E tale scelta di fondo ha funzionato piuttosto bene negli anni, garantendo sempre forniture e prezzi adeguati. Ma poi qualcosa è cambiato. Nella scorsa decade, nel nostro Paese, si sono registrati delle durevole flessioni nei consumi di gas, specie nel settore industriale, che hanno messo in seria difficoltà tutti gli operatori del settore, cosicché per ravvivare le quotazione sulla Borsa italiana del gas (Gme) si decise con provvedimento dell’Autorità di Regolazione per energia reti e ambiente (Arera) di quotare il valore della commodity secondo l’indice dei prezzi della borsa olandese Ttf (Title transfer facility) che faceva registrare delle quotazioni medie più brillanti e rialziste. Il fatto è che con l’impostazione rigida delle pipeline che è stata adottata nei decenni, l’offerta di gas non impegnata in contratti già definiti presso l’utenza sarebbe sempre poca rispetto alla domanda poiché i consumi energetici, di fondo, sono piuttosto stabili. Le cose sono andate peggiorando, perché si è pensato di estendere l’uso dei derivati (future, option, swap) ossia degli strumenti finanziari con cui sono quotate le commodity energetiche anche sul Psv di Snam rete gas. Quest’ultima è una piattaforma di scambio, non una borsa, dove i vari operatori pareggiano, riequilibrandola, la propria posizione rispetto alla consegna fisica del gas che devono fare presso l’utenza da lì a qualche ora/giorno. Ora, anche queste partite di gas sono valorizzate secondo parametri esteri, e non più secondo la specifica disponibilità locale dei vari operatori che precedentemente praticavano un loro prezzo autonomo. È evidente che si registra un sistematico incremento del prezzo poiché il Benchmark di riferimento è divenuto, per disposizione amministrativa, quello olandese e non più la libera espressione fra domanda e offerta locale.

Su questa impostazione si scatena la speculazione che spinge il più possibile a rialzo i prezzi del gas anche se, almeno per l’Italia, non c’è stata nessuna fornitura mancata né una comprovata mancanza futura. Ma è sufficiente la minaccia di chiusure della fornitura anche lontane dal nostro mercato nazionale – è il caso del Nord Stream – che si anticipano le probabili, plausibili scarsità future del bene e le relative quotazioni vengono gonfiate ad arte. Si ripete: non c’è alcuna variazione fra domanda e offerta nei consumi di gas effettivi, ma solo l’intervento finanziario dei fondi speculativi che spingono al rialzo il prezzo, per speculare sulla differenza fra prezzo d’acquisto e di vendita. Intanto, le aziende e gli artigiani d’Italia chiudono – in testa i panifici – perché l’energia costa troppo cara!

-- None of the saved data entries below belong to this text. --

#[cfg(test)]
mod tests {
    use super::*;
    use crate::storage::FileStore;
    use crate::stream_registry::{MemoryStreamRegistry, StreamRegistry};
    use delve_providers::scripted::ScriptedProvider;
    use delve_providers::Provider;
    use delve_tools::scripted::{
        ScriptedAnalyzer, ScriptedReporter, ScriptedSearch, ScriptedSynthesizer,
    };
    use delve_types::{Message, StepType};
    use std::time::Duration;

    struct Harness {
        store: Arc<dyn Store>,
        registry: MemoryStreamRegistry,
        ctx: RunContext,
    }

    async fn harness(prompt: &str) -> Harness {
        let store: Arc<dyn Store> = Arc::new(FileStore::ephemeral());
        store
            .get_or_create_session("s1", "u1", Some(prompt))
            .await
            .expect("session");
        store
            .append_message(Message::user("s1", prompt))
            .await
            .expect("user");
        let placeholder = Message::assistant_placeholder("s1");
        let message_id = placeholder.id.clone();
        store.append_message(placeholder).await.expect("placeholder");
        assert!(store
            .claim_active_stream("s1", "stream-1")
            .await
            .expect("claim"));
        Harness {
            store,
            registry: MemoryStreamRegistry::new(Duration::from_secs(60)),
            ctx: RunContext {
                session_id: "s1".to_string(),
                message_id,
                stream_id: "stream-1".to_string(),
                model: ModelSpec::parse("scripted/scripted-1").expect("model"),
                prompt: prompt.to_string(),
                history: Vec::new(),
            },
        }
    }

    fn providers(provider: ScriptedProvider) -> ProviderRegistry {
        let provider: Arc<dyn Provider> = Arc::new(provider);
        ProviderRegistry::with_providers(vec![provider], Some("scripted".to_string()))
    }

    fn capabilities(
        analyzer: ScriptedAnalyzer,
        search: ScriptedSearch,
        synthesizer: ScriptedSynthesizer,
        reporter: ScriptedReporter,
    ) -> CapabilitySet {
        CapabilitySet::new()
            .with(Arc::new(analyzer))
            .with(Arc::new(search))
            .with(Arc::new(synthesizer))
            .with(Arc::new(reporter))
    }

    async fn run(
        h: &Harness,
        capabilities: CapabilitySet,
        provider: ScriptedProvider,
    ) -> (RunOutcome, Vec<StreamFrame>) {
        let orchestrator = WorkflowOrchestrator::new(
            h.store.clone(),
            capabilities,
            providers(provider),
            WorkflowConfig::default(),
        );
        let sink = h.registry.create_stream("stream-1").await.expect("create");
        let outcome = orchestrator.run(h.ctx.clone(), sink).await;
        let frames = h
            .registry
            .resume_stream("stream-1", 0)
            .await
            .expect("resume")
            .expect("stream")
            .map(|f| f.frame().expect("frame"))
            .collect::<Vec<_>>()
            .await;
        (outcome, frames)
    }

    #[tokio::test]
    async fn direct_answer_records_one_analysis_step() {
        let h = harness("what's 2+2").await;
        let (outcome, frames) = run(
            &h,
            capabilities(
                ScriptedAnalyzer::direct(),
                ScriptedSearch::new(),
                ScriptedSynthesizer::done(),
                ScriptedReporter::new("unused"),
            ),
            ScriptedProvider::new("scripted").with_reply("2 + 2 = 4"),
        )
        .await;

        assert_eq!(outcome.state, WorkflowState::Done);
        assert_eq!(outcome.final_text, "2 + 2 = 4");
        let steps = h.store.list_steps(&h.ctx.message_id).await.expect("steps");
        assert_eq!(steps.len(), 1);
        assert_eq!(steps[0].step_type, StepType::Analysis);
        assert!(h
            .store
            .list_sources(&h.ctx.message_id)
            .await
            .expect("sources")
            .is_empty());
        let progress = h
            .store
            .load_progress(&h.ctx.message_id)
            .await
            .expect("load")
            .expect("progress");
        assert_eq!(
            (progress.total, progress.completed, progress.is_complete),
            (1, 1, true)
        );
        assert_eq!(frames.last(), Some(&StreamFrame::Finish));
        let session = h.store.get_session("s1").await.expect("get").expect("session");
        assert_eq!(session.active_stream_id, None);
    }

    #[tokio::test]
    async fn deep_search_completes_every_search_before_synthesis() {
        let h = harness("compare tokio and async-std").await;
        let (outcome, frames) = run(
            &h,
            capabilities(
                ScriptedAnalyzer::deep(&["q1", "q2", "q3"]),
                ScriptedSearch::new(),
                ScriptedSynthesizer::done(),
                ScriptedReporter::new("# Runtime comparison"),
            ),
            ScriptedProvider::new("scripted").with_reply("Tokio leads adoption."),
        )
        .await;

        assert_eq!(outcome.state, WorkflowState::Done);
        assert_eq!(outcome.transitions, 4);
        let steps = h.store.list_steps(&h.ctx.message_id).await.expect("steps");
        let types = steps.iter().map(|s| s.step_type).collect::<Vec<_>>();
        assert_eq!(
            types,
            vec![
                StepType::Analysis,
                StepType::Search,
                StepType::Search,
                StepType::Search,
                StepType::Evaluation,
                StepType::Report,
            ]
        );
        assert_eq!(steps[5].report_text(), Some("# Runtime comparison"));

        let synthesizing_at = frames
            .iter()
            .position(|f| {
                matches!(f, StreamFrame::DataProgress { data } if data.label == "Synthesizing findings")
            })
            .expect("synthesis progress");
        match &frames[synthesizing_at] {
            StreamFrame::DataProgress { data } => assert_eq!((data.completed, data.total), (3, 3)),
            other => panic!("unexpected frame {other:?}"),
        }

        let message = h
            .store
            .list_messages("s1")
            .await
            .expect("messages")
            .into_iter()
            .find(|m| m.id == h.ctx.message_id)
            .expect("message");
        assert_eq!(message.content, "Tokio leads adoption.");
        assert!(message.is_deep_search_initiated);
        assert_eq!(message.progress, 100);
        assert!(frames
            .iter()
            .any(|f| matches!(f, StreamFrame::DataReport { data } if data.report_text == "# Runtime comparison")));
    }

    #[tokio::test]
    async fn ledger_keeps_dispatch_order_when_later_search_finishes_first() {
        let h = harness("two parallel searches").await;
        let search = ScriptedSearch::new().with_delay("first", Duration::from_millis(50));
        let (outcome, frames) = run(
            &h,
            capabilities(
                ScriptedAnalyzer::deep(&["first", "second"]),
                search,
                ScriptedSynthesizer::done(),
                ScriptedReporter::new("report"),
            ),
            ScriptedProvider::new("scripted"),
        )
        .await;
        assert_eq!(outcome.state, WorkflowState::Done);

        let searches = h
            .store
            .list_steps(&h.ctx.message_id)
            .await
            .expect("steps")
            .into_iter()
            .filter(|s| s.step_type == StepType::Search)
            .map(|s| s.input["query"].as_str().unwrap_or_default().to_string())
            .collect::<Vec<_>>();
        assert_eq!(searches, vec!["first", "second"]);

        let progress_labels = frames
            .iter()
            .filter_map(|f| match f {
                StreamFrame::DataProgress { data } if data.label.starts_with("Searched") => {
                    Some(data.label.clone())
                }
                _ => None,
            })
            .collect::<Vec<_>>();
        assert_eq!(progress_labels, vec!["Searched: second", "Searched: first"]);
    }

    #[tokio::test]
    async fn endless_synthesis_stops_at_step_cap() {
        let h = harness("never satisfied").await;
        let (outcome, frames) = run(
            &h,
            capabilities(
                ScriptedAnalyzer::deep(&["seed"]),
                ScriptedSearch::new(),
                ScriptedSynthesizer::always_more(),
                ScriptedReporter::new("unused"),
            ),
            ScriptedProvider::new("scripted"),
        )
        .await;

        assert_eq!(outcome.state, WorkflowState::Done);
        assert!(outcome.capped);
        assert_eq!(outcome.transitions, 10);
        assert!(!outcome.final_text.is_empty());
        let steps = h.store.list_steps(&h.ctx.message_id).await.expect("steps");
        assert!(steps.iter().all(|s| s.step_type != StepType::Report));
        let progress = h
            .store
            .load_progress(&h.ctx.message_id)
            .await
            .expect("load")
            .expect("progress");
        assert!(progress.is_complete && progress.is_consistent());
        assert_eq!(frames.last(), Some(&StreamFrame::Finish));
    }

    #[tokio::test]
    async fn failed_search_is_recorded_and_still_advances_progress() {
        let h = harness("one flaky backend").await;
        let (outcome, _) = run(
            &h,
            capabilities(
                ScriptedAnalyzer::deep(&["ok", "broken"]),
                ScriptedSearch::new().with_failure("broken"),
                ScriptedSynthesizer::done(),
                ScriptedReporter::new("report"),
            ),
            ScriptedProvider::new("scripted"),
        )
        .await;

        assert_eq!(outcome.state, WorkflowState::Done);
        let steps = h.store.list_steps(&h.ctx.message_id).await.expect("steps");
        let failed = steps
            .iter()
            .find(|s| s.input["query"] == "broken")
            .expect("failed step");
        assert!(failed.is_error());
        let sources = h
            .store
            .list_sources(&h.ctx.message_id)
            .await
            .expect("sources");
        assert!(sources.iter().all(|s| s.step_id != failed.id));
        assert_eq!(sources.len(), 1);
    }

    #[tokio::test]
    async fn shared_urls_are_streamed_once() {
        let h = harness("overlapping results").await;
        let (_, frames) = run(
            &h,
            capabilities(
                ScriptedAnalyzer::deep(&["a", "b"]),
                ScriptedSearch::new().with_shared_url("https://shared.example"),
                ScriptedSynthesizer::done(),
                ScriptedReporter::new("report"),
            ),
            ScriptedProvider::new("scripted"),
        )
        .await;
        let shared = frames
            .iter()
            .filter(|f| {
                matches!(f, StreamFrame::DataSource { data, .. } if data.url == "https://shared.example")
            })
            .count();
        assert_eq!(shared, 1);
    }

    #[tokio::test]
    async fn failed_report_falls_back_to_summary_text() {
        let h = harness("report backend down").await;
        let (outcome, frames) = run(
            &h,
            capabilities(
                ScriptedAnalyzer::deep(&["q"]),
                ScriptedSearch::new(),
                ScriptedSynthesizer::done(),
                ScriptedReporter::failing("report model overloaded"),
            ),
            ScriptedProvider::new("scripted").with_reply("Short summary."),
        )
        .await;
        assert_eq!(outcome.state, WorkflowState::Done);
        assert_eq!(outcome.final_text, "Short summary.");
        assert!(!frames.iter().any(|f| matches!(f, StreamFrame::DataReport { .. })));
        let steps = h.store.list_steps(&h.ctx.message_id).await.expect("steps");
        assert!(steps
            .last()
            .is_some_and(|s| s.step_type == StepType::Report && s.is_error()));
    }

    #[tokio::test]
    async fn model_failure_ends_run_with_error_frame() {
        let h = harness("what's 2+2").await;
        let (outcome, frames) = run(
            &h,
            capabilities(
                ScriptedAnalyzer::direct(),
                ScriptedSearch::new(),
                ScriptedSynthesizer::done(),
                ScriptedReporter::new("unused"),
            ),
            ScriptedProvider::new("scripted").with_failure("quota exceeded"),
        )
        .await;

        assert_eq!(outcome.state, WorkflowState::Failed);
        assert!(outcome.error.as_deref().is_some_and(|e| e.contains("quota exceeded")));
        match frames.last() {
            Some(StreamFrame::Error { error_text }) => assert!(error_text.contains("quota exceeded")),
            other => panic!("expected error frame, got {other:?}"),
        }
        let session = h.store.get_session("s1").await.expect("get").expect("session");
        assert_eq!(session.active_stream_id, None);
    }

    #[tokio::test]
    async fn analyze_failure_does_not_mark_progress_complete() {
        let h = harness("deep question").await;
        let (outcome, _) = run(
            &h,
            capabilities(
                ScriptedAnalyzer::failing("upstream 503"),
                ScriptedSearch::new(),
                ScriptedSynthesizer::done(),
                ScriptedReporter::new("unused"),
            ),
            ScriptedProvider::new("scripted"),
        )
        .await;
        assert_eq!(outcome.state, WorkflowState::Failed);
        let progress = h
            .store
            .load_progress(&h.ctx.message_id)
            .await
            .expect("load")
            .unwrap_or_default();
        assert!(!progress.is_complete);
    }

    #[test]
    fn line_budget_cuts_at_the_last_allowed_newline() {
        let mut budget = LineBudget::new(2);
        assert_eq!(budget.clip("one\ntw"), ("one\ntw", false));
        assert_eq!(budget.clip("o\nthree"), ("o", true));
    }

    #[test]
    fn step_budget_refuses_past_cap() {
        let mut budget = StepBudget::new(2);
        assert!(budget.try_take());
        assert!(budget.try_take());
        assert!(!budget.try_take());
        assert_eq!(budget.used, 2);
    }

    #[test]
    fn queries_are_trimmed_and_deduplicated() {
        let queries = normalize_queries(vec![
            " rust ".to_string(),
            "Rust".to_string(),
            String::new(),
            "tokio".to_string(),
        ]);
        assert_eq!(queries, vec!["rust", "tokio"]);
    }
}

La spinta inflazionistica dovuta a fattori esogeni, gli stessi della lontana crisi dello Yom Kippur, è la tempesta che ci attende e verso la quale si dispone di pochi strumenti, visto il modo in cui sono state costruite le cose. Gli operatori, specificatamente quella della domanda (Pmi, artigiani e commercianti, famiglie) potranno solo cercare di subire, nel modo più indolore possibile, l’escalation dei prezzi. Se infatti l’inflazione parte dai fondamentali energetici verso i quali c’è una quasi totale anelasticità rispetto al prezzo, si colpisce a cascata l’intera economia, sia nei settori immediatamente toccati (illuminazione e riscaldamento) che in quelli più a valle (trasformazione di beni e trasporti). Si tratta di un andamento già sperimentato che ha causato la stagflazione degli anni Settanta, situazione verso la quale ci stiamo incanalando molto rapidamente e senza avere più a disposizione gli strumenti e i margini finanziari, ormai già consumati da tre anni di Covid.

La sola e più veloce azione per mitigare gli effetti dell’inflazione, cha conserva comunque una componente inerziale molto forte, è quella di cercare il prima e meglio possibile una via d’uscita e di pacificazione con Russia al fine di riprendere dei rapporti commerciali, magari su nuovi canoni. La via della forza, per il vaso di coccio che è l’Italia, è la meno indicata.